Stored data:
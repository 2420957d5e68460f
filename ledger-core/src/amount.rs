//! Fixed-point decimal amounts
//!
//! The off-chain ledger stores amounts as decimal strings. They are carried
//! as integers scaled by 10^18; every conversion that loses digits truncates
//! toward zero.

use crate::{Error, Result};
use num_bigint::BigInt;
use num_traits::{Signed, Zero};
use std::fmt;
use std::ops::{Add, Neg, Sub};

/// Fractional digits carried internally
pub const SCALE: u32 = 18;

const MAX_EXPONENT: i64 = 256;

fn pow10(exp: u32) -> BigInt {
    BigInt::from(10u32).pow(exp)
}

/// Signed digits and power of ten of a decimal string, with no rounding
fn parse_exact(raw: &str) -> Result<(BigInt, i64)> {
    let invalid = || Error::InvalidAmount(raw.to_string());
    let text = raw.trim();

    let (negative, unsigned) = match text.as_bytes().first() {
        Some(b'-') => (true, &text[1..]),
        Some(b'+') => (false, &text[1..]),
        _ => (false, text),
    };

    let (mantissa, exponent) = match unsigned.find(|c: char| c == 'e' || c == 'E') {
        Some(pos) => {
            let exp: i64 = unsigned[pos + 1..].parse().map_err(|_| invalid())?;
            (&unsigned[..pos], exp)
        }
        None => (unsigned, 0),
    };
    if exponent.abs() > MAX_EXPONENT {
        return Err(invalid());
    }

    let (int_part, frac_part) = match mantissa.split_once('.') {
        Some((i, f)) => (i, f),
        None => (mantissa, ""),
    };
    if int_part.is_empty() && frac_part.is_empty() {
        return Err(invalid());
    }
    if !int_part.bytes().chain(frac_part.bytes()).all(|b| b.is_ascii_digit()) {
        return Err(invalid());
    }

    let digits: BigInt = format!("{}{}", int_part, frac_part)
        .parse()
        .map_err(|_| invalid())?;
    let digits = if negative { -digits } else { digits };
    Ok((digits, exponent - frac_part.len() as i64))
}

/// `digits * 10^exponent` scaled by 10^18, truncated toward zero
fn rescale(digits: BigInt, exponent: i64) -> BigInt {
    let shift = exponent + SCALE as i64;
    if shift >= 0 {
        digits * pow10(shift as u32)
    } else {
        digits / pow10((-shift) as u32)
    }
}

/// Decimal amount scaled by 10^[`SCALE`]
#[derive(Debug, Clone, Default, PartialEq, Eq, PartialOrd, Ord, Hash)]
pub struct FixedAmount(BigInt);

impl FixedAmount {
    /// Zero
    pub fn zero() -> Self {
        Self(BigInt::zero())
    }

    /// Wrap an already-scaled integer
    pub fn from_scaled(raw: BigInt) -> Self {
        Self(raw)
    }

    /// Whole units
    pub fn from_units(units: i64) -> Self {
        Self(BigInt::from(units) * pow10(SCALE))
    }

    /// Parse a decimal string such as `-12.5`, `0.000001` or `1.5e3`.
    ///
    /// Digits beyond the 18th fractional place are truncated.
    pub fn parse(raw: &str) -> Result<Self> {
        let (digits, exponent) = parse_exact(raw)?;
        Ok(Self(rescale(digits, exponent)))
    }

    /// Product of two decimal strings, computed on the exact values and
    /// truncated once to 18 fractional digits
    pub fn product(lhs: &str, rhs: &str) -> Result<Self> {
        let (a, a_exp) = parse_exact(lhs)?;
        let (b, b_exp) = parse_exact(rhs)?;
        Ok(Self(rescale(a * b, a_exp + b_exp)))
    }

    /// Scaled integer
    pub fn scaled(&self) -> &BigInt {
        &self.0
    }

    /// Integer amount in a token's base units, truncating extra digits
    pub fn to_base_units(&self, decimals: u32) -> BigInt {
        if decimals >= SCALE {
            &self.0 * pow10(decimals - SCALE)
        } else {
            &self.0 / pow10(SCALE - decimals)
        }
    }

    /// Whether the amount is zero
    pub fn is_zero(&self) -> bool {
        self.0.is_zero()
    }

    /// Whether the amount is below zero
    pub fn is_negative(&self) -> bool {
        self.0.is_negative()
    }
}

impl fmt::Display for FixedAmount {
    fn fmt(&self, f: &mut fmt::Formatter<'_>) -> fmt::Result {
        let unit = pow10(SCALE);
        let magnitude = self.0.abs();
        let int_part = &magnitude / &unit;
        let frac_part = &magnitude % &unit;
        let sign = if self.0.is_negative() { "-" } else { "" };
        if frac_part.is_zero() {
            return write!(f, "{}{}", sign, int_part);
        }
        let frac = format!("{:0>width$}", frac_part.to_string(), width = SCALE as usize);
        write!(f, "{}{}.{}", sign, int_part, frac.trim_end_matches('0'))
    }
}

impl Add for FixedAmount {
    type Output = FixedAmount;

    fn add(self, rhs: FixedAmount) -> FixedAmount {
        Self(self.0 + rhs.0)
    }
}

impl<'a> Add<&'a FixedAmount> for &'a FixedAmount {
    type Output = FixedAmount;

    fn add(self, rhs: &'a FixedAmount) -> FixedAmount {
        FixedAmount(&self.0 + &rhs.0)
    }
}

impl Sub for FixedAmount {
    type Output = FixedAmount;

    fn sub(self, rhs: FixedAmount) -> FixedAmount {
        Self(self.0 - rhs.0)
    }
}

impl<'a> Sub<&'a FixedAmount> for &'a FixedAmount {
    type Output = FixedAmount;

    fn sub(self, rhs: &'a FixedAmount) -> FixedAmount {
        FixedAmount(&self.0 - &rhs.0)
    }
}

impl Neg for FixedAmount {
    type Output = FixedAmount;

    fn neg(self) -> FixedAmount {
        Self(-self.0)
    }
}

impl Neg for &FixedAmount {
    type Output = FixedAmount;

    fn neg(self) -> FixedAmount {
        FixedAmount(-&self.0)
    }
}
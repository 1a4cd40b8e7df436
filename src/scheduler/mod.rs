//! Priority task scheduler with a bounded worker pool
//!
//! Tasks are queued by descending priority (FIFO within a priority) and pulled
//! by `max_concurrent_tasks` workers. Enqueue wakes a worker through a
//! [`Notify`]; workers also re-check the queue every poll interval.
//!
//! Every task carries a [`CancellationToken`]. [`TaskScheduler::cancel_task`]
//! only removes pending tasks; [`TaskScheduler::signal_cancellation`] fires the
//! token of a running one and leaves the outcome to the task body.
//!
//! Lifecycle events (`task-queued`, `task-started`, `task-completed`,
//! `task-failed`, `task-cancelled`) are published globally and scoped to the
//! task id, e.g. `task-completed:<id>`.

pub mod agent;
pub mod capability;
mod queue;
pub mod task;

pub use agent::{AgentConfig, AgentHandle, AgentInfo, TaskExecutor, DEFAULT_CAPABILITIES};
pub use capability::{CapabilityModule, CapabilityRegistry, TaskClaim};
pub use task::{Task, TaskCancelled, TaskPriority, TaskStatus, TaskWork};

use crate::config::SchedulerConfig;
use crate::errors::{ErrorContext, ErrorHandling, ErrorSource, Severity};
use crate::events_bus::{events, EventBus};
use crate::utils::generate_id;
use chrono::Utc;
use futures::FutureExt;
use queue::TaskQueue;
use serde_json::Value;
use std::collections::HashMap;
use std::future::Future;
use std::panic::AssertUnwindSafe;
use std::sync::{Arc, Mutex, MutexGuard, PoisonError, RwLock};
use std::time::Duration;
use thiserror::Error;
use tokio::sync::{oneshot, Notify};
use tokio::task::JoinHandle;
use tokio_util::sync::CancellationToken;

#[derive(Debug, Error)]
pub enum SchedulerError {
    #[error("Agent not found: {0}")]
    AgentNotFound(String),

    #[error("Agent already exists: {0}")]
    AgentExists(String),

    #[error("Task {id} failed: {message}")]
    TaskFailed { id: String, message: String },

    #[error("Task {0} was cancelled")]
    TaskCancelled(String),

    #[error("Scheduler is shut down")]
    ShutDown,
}

#[derive(Debug, Clone, Copy)]
pub struct ExecuteOptions {
    pub priority: TaskPriority,
    /// Wait for the task to finish (default) or return once it is queued
    pub wait_for_completion: bool,
}

impl Default for ExecuteOptions {
    fn default() -> Self {
        Self {
            priority: TaskPriority::Normal,
            wait_for_completion: true,
        }
    }
}

impl ExecuteOptions {
    pub fn priority(mut self, priority: TaskPriority) -> Self {
        self.priority = priority;
        self
    }

    pub fn no_wait(mut self) -> Self {
        self.wait_for_completion = false;
        self
    }
}

#[derive(Debug, Clone, PartialEq)]
pub enum TaskOutcome {
    /// The task finished successfully with this result
    Completed(Value),
    /// The task was queued; this is its id
    Queued(String),
}

/// Awaitable completion of one submitted task
pub struct TaskHandle {
    id: String,
    done: oneshot::Receiver<Task>,
}

impl TaskHandle {
    pub fn id(&self) -> &str {
        &self.id
    }

    /// Wait for the task to reach a terminal state
    pub async fn wait(self) -> Result<Value, SchedulerError> {
        let task = self.done.await.map_err(|_| SchedulerError::ShutDown)?;
        task.into_result()
    }
}

struct QueuedTask {
    work: TaskWork,
    token: CancellationToken,
    done: oneshot::Sender<Task>,
}

struct RunningTask {
    id: String,
    work: TaskWork,
    token: CancellationToken,
    done: oneshot::Sender<Task>,
}

/// Everything guarded by the queue lock
struct SchedulerState {
    queue: TaskQueue<QueuedTask>,
    running: HashMap<String, CancellationToken>,
    tasks: HashMap<String, Task>,
}

struct Inner {
    max_concurrent: usize,
    poll_interval: Duration,
    bus: Arc<EventBus>,
    errors: Arc<ErrorHandling>,
    capabilities: CapabilityRegistry,
    agents: RwLock<HashMap<String, Arc<AgentHandle>>>,
    state: Mutex<SchedulerState>,
    wake: Notify,
    shutdown: CancellationToken,
}

pub struct TaskScheduler {
    inner: Arc<Inner>,
    workers: Mutex<Vec<JoinHandle<()>>>,
}
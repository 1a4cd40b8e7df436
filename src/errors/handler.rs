//! Severity-keyed error handler chains
//!
//! Handlers registered for a severity are tried first, in registration order,
//! then the fallback chain. The first handler returning `true` claims the
//! error. The built-in [`LoggingFallback`] never claims anything; it logs and
//! publishes the error on the bus so that an unhandled error is always visible.

use super::{AgentError, ErrorContext, ErrorSource, Severity};
use crate::events_bus::{events, EventBus};
use async_trait::async_trait;
use std::collections::HashMap;
use std::sync::{Arc, PoisonError, RwLock};

/// A link in a handler chain. Returns true to mark the error handled.
#[async_trait]
pub trait ErrorHandler: Send + Sync {
    async fn handle(&self, error: &AgentError) -> bool;
}

/// Plain closures work as synchronous handlers
#[async_trait]
impl<F> ErrorHandler for F
where
    F: Fn(&AgentError) -> bool + Send + Sync,
{
    async fn handle(&self, error: &AgentError) -> bool {
        self(error)
    }
}

/// Default fallback: log at a level derived from severity and publish `"error"`
pub struct LoggingFallback {
    bus: Arc<EventBus>,
}

impl LoggingFallback {
    pub fn new(bus: Arc<EventBus>) -> Self {
        Self { bus }
    }
}

#[async_trait]
impl ErrorHandler for LoggingFallback {
    async fn handle(&self, error: &AgentError) -> bool {
        let original = error
            .original
            .as_ref()
            .map(|e| format!("{:#}", e))
            .unwrap_or_default();

        match error.severity {
            Severity::Info => {
                tracing::info!(source = %error.source, original = %original, "{}", error.message)
            }
            Severity::Warning => {
                tracing::warn!(source = %error.source, original = %original, "{}", error.message)
            }
            Severity::Error | Severity::Critical => tracing::error!(
                severity = %error.severity,
                source = %error.source,
                original = %original,
                "{}",
                error.message
            ),
        }

        self.bus
            .publish(events::ERROR, error.to_event_payload())
            .await;

        // Never claims the error, so specific handlers always win
        false
    }
}

type HandlerChain = Vec<Arc<dyn ErrorHandler>>;

pub struct ErrorHandling {
    bus: Arc<EventBus>,
    handlers: RwLock<HashMap<Severity, HandlerChain>>,
    fallbacks: RwLock<HandlerChain>,
}

impl ErrorHandling {
    /// Create a handler registry with the [`LoggingFallback`] installed
    pub fn new(bus: Arc<EventBus>) -> Self {
        let handling = Self {
            bus: Arc::clone(&bus),
            handlers: RwLock::new(HashMap::new()),
            fallbacks: RwLock::new(Vec::new()),
        };
        handling.register_fallback_handler(Arc::new(LoggingFallback::new(bus)));
        handling
    }

    pub fn bus(&self) -> &Arc<EventBus> {
        &self.bus
    }

    pub fn create_error(
        &self,
        message: impl Into<String>,
        severity: Severity,
        source: ErrorSource,
        original: Option<anyhow::Error>,
        context: Option<ErrorContext>,
    ) -> AgentError {
        AgentError::new(message, severity, source, original, context)
    }

    pub fn register_handler(&self, severity: Severity, handler: Arc<dyn ErrorHandler>) {
        self.handlers
            .write()
            .unwrap_or_else(PoisonError::into_inner)
            .entry(severity)
            .or_default()
            .push(handler);
    }

    pub fn register_fallback_handler(&self, handler: Arc<dyn ErrorHandler>) {
        self.fallbacks
            .write()
            .unwrap_or_else(PoisonError::into_inner)
            .push(handler);
    }

    /// Run the error through its severity chain, then the fallbacks.
    /// Sets `error.handled` and returns true as soon as a handler claims it.
    pub async fn handle_error(&self, error: &mut AgentError) -> bool {
        // Snapshot the chains so no lock is held across handler awaits
        let specific: HandlerChain = self
            .handlers
            .read()
            .unwrap_or_else(PoisonError::into_inner)
            .get(&error.severity)
            .cloned()
            .unwrap_or_default();
        let fallbacks: HandlerChain = self
            .fallbacks
            .read()
            .unwrap_or_else(PoisonError::into_inner)
            .clone();

        for handler in specific.iter().chain(fallbacks.iter()) {
            if handler.handle(error).await {
                error.handled = true;
                return true;
            }
        }

        false
    }
}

#### What you have to do:
Please reproduce exactly the lines above, beginning with the first and ending with the line that contains "let exp: i64", and include nothing outside that range.

#### Solution for this exercise:
repository 2420957d5e68460f
filename ledger-core/src/amount.rs
//! Fixed-point decimal amounts
//!
//! The off-chain ledger stores amounts as decimal strings. They are carried
//! as integers scaled by 10^18; every conversion that loses digits truncates
//! toward zero.

use crate::{Error, Result};
use num_bigint::BigInt;
use num_traits::{Signed, Zero};
use std::fmt;
use std::ops::{Add, Neg, Sub};

/// Fractional digits carried internally
pub const SCALE: u32 = 18;

const MAX_EXPONENT: i64 = 256;

fn pow10(exp: u32) -> BigInt {
    BigInt::from(10u32).pow(exp)
}

/// Signed digits and power of ten of a decimal string, with no rounding
fn parse_exact(raw: &str) -> Result<(BigInt, i64)> {
    let invalid = || Error::InvalidAmount(raw.to_string());
    let text = raw.trim();

    let (negative, unsigned) = match text.as_bytes().first() {
        Some(b'-') => (true, &text[1..]),
        Some(b'+') => (false, &text[1..]),
        _ => (false, text),
    };

    let (mantissa, exponent) = match unsigned.find(|c: char| c == 'e' || c == 'E') {
        Some(pos) => {
            let exp: i64 = unsigned[pos + 1..].parse().map_err(|_| invalid())?;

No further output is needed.